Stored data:
********************

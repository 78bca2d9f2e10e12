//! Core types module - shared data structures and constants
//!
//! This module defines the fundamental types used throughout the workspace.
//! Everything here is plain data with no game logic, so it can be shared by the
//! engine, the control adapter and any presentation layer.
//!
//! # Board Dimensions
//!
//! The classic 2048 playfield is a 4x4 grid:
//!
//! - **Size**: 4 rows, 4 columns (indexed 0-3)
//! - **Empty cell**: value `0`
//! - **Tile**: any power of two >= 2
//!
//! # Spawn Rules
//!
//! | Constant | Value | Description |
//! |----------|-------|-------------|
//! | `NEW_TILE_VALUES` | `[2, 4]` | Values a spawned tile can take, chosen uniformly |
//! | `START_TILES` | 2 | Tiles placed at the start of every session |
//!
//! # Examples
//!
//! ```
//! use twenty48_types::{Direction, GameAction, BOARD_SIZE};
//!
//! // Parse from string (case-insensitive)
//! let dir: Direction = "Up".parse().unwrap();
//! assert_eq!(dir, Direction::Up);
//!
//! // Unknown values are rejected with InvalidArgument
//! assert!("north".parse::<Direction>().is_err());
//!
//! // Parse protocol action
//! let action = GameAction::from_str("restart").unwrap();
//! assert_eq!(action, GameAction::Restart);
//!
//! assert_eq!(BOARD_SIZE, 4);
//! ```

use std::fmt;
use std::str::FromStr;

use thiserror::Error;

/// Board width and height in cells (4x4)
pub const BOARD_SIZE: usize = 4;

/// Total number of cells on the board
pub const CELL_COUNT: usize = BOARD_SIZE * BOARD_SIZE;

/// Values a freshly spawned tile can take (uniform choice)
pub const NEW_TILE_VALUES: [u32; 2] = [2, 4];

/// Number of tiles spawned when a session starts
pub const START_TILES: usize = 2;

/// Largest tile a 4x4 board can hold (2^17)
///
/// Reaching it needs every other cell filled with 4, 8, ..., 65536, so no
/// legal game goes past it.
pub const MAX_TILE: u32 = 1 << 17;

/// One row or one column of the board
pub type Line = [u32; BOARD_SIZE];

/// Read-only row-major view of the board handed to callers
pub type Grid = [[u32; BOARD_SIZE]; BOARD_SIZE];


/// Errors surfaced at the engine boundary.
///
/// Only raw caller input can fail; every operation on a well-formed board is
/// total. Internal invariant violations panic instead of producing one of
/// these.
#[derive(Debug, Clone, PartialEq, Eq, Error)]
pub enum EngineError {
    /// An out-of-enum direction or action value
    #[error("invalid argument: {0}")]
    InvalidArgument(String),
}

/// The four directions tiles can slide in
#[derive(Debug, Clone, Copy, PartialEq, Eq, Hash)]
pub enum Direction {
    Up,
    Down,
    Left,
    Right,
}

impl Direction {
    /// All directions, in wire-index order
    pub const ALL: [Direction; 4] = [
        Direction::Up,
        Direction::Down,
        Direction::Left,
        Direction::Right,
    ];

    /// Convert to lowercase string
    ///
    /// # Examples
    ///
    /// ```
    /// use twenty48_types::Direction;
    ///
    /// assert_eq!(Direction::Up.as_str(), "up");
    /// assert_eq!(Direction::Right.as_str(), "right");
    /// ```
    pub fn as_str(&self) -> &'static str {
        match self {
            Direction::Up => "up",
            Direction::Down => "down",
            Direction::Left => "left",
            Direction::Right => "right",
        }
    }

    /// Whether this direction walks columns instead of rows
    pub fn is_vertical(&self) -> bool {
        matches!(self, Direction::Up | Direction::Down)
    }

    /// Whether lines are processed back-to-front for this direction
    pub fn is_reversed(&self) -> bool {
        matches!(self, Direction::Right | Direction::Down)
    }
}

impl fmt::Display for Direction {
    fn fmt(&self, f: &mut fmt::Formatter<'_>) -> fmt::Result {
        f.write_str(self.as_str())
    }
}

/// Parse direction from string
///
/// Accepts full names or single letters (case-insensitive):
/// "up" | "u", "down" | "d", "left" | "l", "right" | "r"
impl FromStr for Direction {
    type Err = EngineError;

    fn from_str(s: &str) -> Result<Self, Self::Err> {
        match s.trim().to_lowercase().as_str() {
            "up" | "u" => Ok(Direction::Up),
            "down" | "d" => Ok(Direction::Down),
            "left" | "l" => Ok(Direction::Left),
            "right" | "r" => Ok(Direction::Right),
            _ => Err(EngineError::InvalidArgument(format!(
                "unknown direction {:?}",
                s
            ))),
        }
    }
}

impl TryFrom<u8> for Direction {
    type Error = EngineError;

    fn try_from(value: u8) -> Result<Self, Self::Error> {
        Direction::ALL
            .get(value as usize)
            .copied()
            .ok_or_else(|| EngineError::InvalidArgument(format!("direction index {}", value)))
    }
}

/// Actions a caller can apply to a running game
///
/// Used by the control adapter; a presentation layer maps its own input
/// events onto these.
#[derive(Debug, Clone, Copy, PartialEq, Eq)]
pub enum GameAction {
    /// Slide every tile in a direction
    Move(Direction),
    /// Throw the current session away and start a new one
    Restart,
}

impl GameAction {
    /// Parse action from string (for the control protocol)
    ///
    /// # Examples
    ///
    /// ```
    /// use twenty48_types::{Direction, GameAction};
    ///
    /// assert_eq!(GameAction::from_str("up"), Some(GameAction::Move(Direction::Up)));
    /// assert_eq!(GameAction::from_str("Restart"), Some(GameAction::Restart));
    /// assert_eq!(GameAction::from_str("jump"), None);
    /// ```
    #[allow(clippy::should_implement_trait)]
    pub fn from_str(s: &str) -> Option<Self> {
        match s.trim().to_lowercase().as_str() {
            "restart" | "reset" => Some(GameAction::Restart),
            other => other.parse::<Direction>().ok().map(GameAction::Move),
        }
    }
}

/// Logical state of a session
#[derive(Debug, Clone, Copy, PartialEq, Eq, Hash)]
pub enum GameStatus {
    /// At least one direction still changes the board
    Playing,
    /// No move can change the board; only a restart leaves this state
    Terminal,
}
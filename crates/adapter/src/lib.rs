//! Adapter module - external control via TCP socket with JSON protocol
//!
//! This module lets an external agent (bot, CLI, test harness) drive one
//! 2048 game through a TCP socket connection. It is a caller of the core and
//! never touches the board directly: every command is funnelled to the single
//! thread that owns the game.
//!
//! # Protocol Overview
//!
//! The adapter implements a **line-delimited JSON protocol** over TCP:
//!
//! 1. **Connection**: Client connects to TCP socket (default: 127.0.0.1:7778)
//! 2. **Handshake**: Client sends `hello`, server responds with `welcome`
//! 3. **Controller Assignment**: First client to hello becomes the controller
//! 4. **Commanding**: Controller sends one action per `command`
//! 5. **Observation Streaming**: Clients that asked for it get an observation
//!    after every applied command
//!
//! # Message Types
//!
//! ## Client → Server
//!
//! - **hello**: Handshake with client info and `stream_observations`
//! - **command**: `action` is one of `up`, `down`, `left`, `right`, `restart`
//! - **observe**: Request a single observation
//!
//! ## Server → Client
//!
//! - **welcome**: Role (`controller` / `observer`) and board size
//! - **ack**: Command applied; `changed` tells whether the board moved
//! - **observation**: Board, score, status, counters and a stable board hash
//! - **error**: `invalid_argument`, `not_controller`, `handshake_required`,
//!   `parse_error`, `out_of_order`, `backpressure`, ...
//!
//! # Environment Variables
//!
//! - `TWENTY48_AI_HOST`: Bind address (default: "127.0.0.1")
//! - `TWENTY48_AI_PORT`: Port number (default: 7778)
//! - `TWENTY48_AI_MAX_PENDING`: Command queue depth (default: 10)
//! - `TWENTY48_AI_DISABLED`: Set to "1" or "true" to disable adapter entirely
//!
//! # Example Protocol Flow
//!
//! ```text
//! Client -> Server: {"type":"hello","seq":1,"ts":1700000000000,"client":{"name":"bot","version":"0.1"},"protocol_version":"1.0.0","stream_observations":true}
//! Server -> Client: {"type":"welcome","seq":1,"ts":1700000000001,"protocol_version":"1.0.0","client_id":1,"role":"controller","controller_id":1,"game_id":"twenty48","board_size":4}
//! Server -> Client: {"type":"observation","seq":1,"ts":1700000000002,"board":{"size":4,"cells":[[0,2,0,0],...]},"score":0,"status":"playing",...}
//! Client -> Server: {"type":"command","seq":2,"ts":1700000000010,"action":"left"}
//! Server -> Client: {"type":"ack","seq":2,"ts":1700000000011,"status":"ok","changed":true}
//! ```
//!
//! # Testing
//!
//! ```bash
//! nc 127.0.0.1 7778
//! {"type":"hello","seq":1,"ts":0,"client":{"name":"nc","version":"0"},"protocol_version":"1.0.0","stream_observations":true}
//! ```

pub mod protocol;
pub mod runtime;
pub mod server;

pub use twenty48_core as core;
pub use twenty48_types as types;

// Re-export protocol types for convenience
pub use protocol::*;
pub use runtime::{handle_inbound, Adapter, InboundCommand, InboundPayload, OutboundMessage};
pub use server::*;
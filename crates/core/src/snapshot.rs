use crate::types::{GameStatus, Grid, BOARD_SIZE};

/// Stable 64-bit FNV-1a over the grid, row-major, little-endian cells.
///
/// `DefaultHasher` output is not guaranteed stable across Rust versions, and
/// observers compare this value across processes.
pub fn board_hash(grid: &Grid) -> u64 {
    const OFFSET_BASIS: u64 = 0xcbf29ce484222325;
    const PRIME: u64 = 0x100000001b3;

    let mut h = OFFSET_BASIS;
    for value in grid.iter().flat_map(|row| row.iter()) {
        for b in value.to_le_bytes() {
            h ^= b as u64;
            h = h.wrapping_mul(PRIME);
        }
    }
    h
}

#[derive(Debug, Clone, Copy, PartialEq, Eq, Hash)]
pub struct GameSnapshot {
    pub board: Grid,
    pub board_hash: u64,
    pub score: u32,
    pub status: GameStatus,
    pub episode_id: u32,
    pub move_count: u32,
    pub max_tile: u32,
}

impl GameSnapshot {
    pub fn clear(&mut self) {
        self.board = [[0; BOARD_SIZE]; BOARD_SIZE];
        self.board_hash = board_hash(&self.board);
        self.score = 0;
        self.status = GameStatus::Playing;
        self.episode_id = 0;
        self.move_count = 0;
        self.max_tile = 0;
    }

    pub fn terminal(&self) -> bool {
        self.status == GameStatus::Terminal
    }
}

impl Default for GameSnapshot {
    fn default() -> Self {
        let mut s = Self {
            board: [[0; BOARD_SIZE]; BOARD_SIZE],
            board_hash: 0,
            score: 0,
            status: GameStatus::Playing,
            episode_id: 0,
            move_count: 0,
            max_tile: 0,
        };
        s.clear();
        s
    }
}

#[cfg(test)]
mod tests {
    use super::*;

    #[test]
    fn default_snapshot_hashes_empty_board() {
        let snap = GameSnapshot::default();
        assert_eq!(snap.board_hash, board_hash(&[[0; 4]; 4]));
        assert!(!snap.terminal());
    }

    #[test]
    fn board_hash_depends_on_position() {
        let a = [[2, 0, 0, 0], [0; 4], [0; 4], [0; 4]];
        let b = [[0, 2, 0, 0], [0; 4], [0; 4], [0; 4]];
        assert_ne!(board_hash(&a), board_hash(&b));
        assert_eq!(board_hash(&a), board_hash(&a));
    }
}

********************

■ EXERCISE DETAILS
Find "const OFFSET_BASIS: u64" in the entries above and copy that whole line exactly, then each line after it through the line that contains "assert_eq!(snap.board_hash, board_hash(&[[0; 4];".

■ SOLUTION BELOW
    const OFFSET_BASIS: u64 = 0xcbf29ce484222325;
    const PRIME: u64 = 0x100000001b3;

    let mut h = OFFSET_BASIS;
    for value in grid.iter().flat_map(|row| row.iter()) {
        for b in value.to_le_bytes() {
            h ^= b as u64;
            h = h.wrapping_mul(PRIME);
        }
    }
    h
}

#[derive(Debug, Clone, Copy, PartialEq, Eq, Hash)]
pub struct GameSnapshot {
    pub board: Grid,
    pub board_hash: u64,
    pub score: u32,
    pub status: GameStatus,
    pub episode_id: u32,
    pub move_count: u32,
    pub max_tile: u32,
}

impl GameSnapshot {
    pub fn clear(&mut self) {
        self.board = [[0; BOARD_SIZE]; BOARD_SIZE];
        self.board_hash = board_hash(&self.board);
        self.score = 0;
        self.status = GameStatus::Playing;
        self.episode_id = 0;
        self.move_count = 0;
        self.max_tile = 0;
    }

    pub fn terminal(&self) -> bool {
        self.status == GameStatus::Terminal
    }
}

impl Default for GameSnapshot {
    fn default() -> Self {
        let mut s = Self {
            board: [[0; BOARD_SIZE]; BOARD_SIZE],
            board_hash: 0,
            score: 0,
            status: GameStatus::Playing,
            episode_id: 0,
            move_count: 0,
            max_tile: 0,
        };
        s.clear();
        s
    }
}

#[cfg(test)]
mod tests {
    use super::*;

    #[test]
    fn default_snapshot_hashes_empty_board() {
        let snap = GameSnapshot::default();
        assert_eq!(snap.board_hash, board_hash(&[[0; 4]; 4]));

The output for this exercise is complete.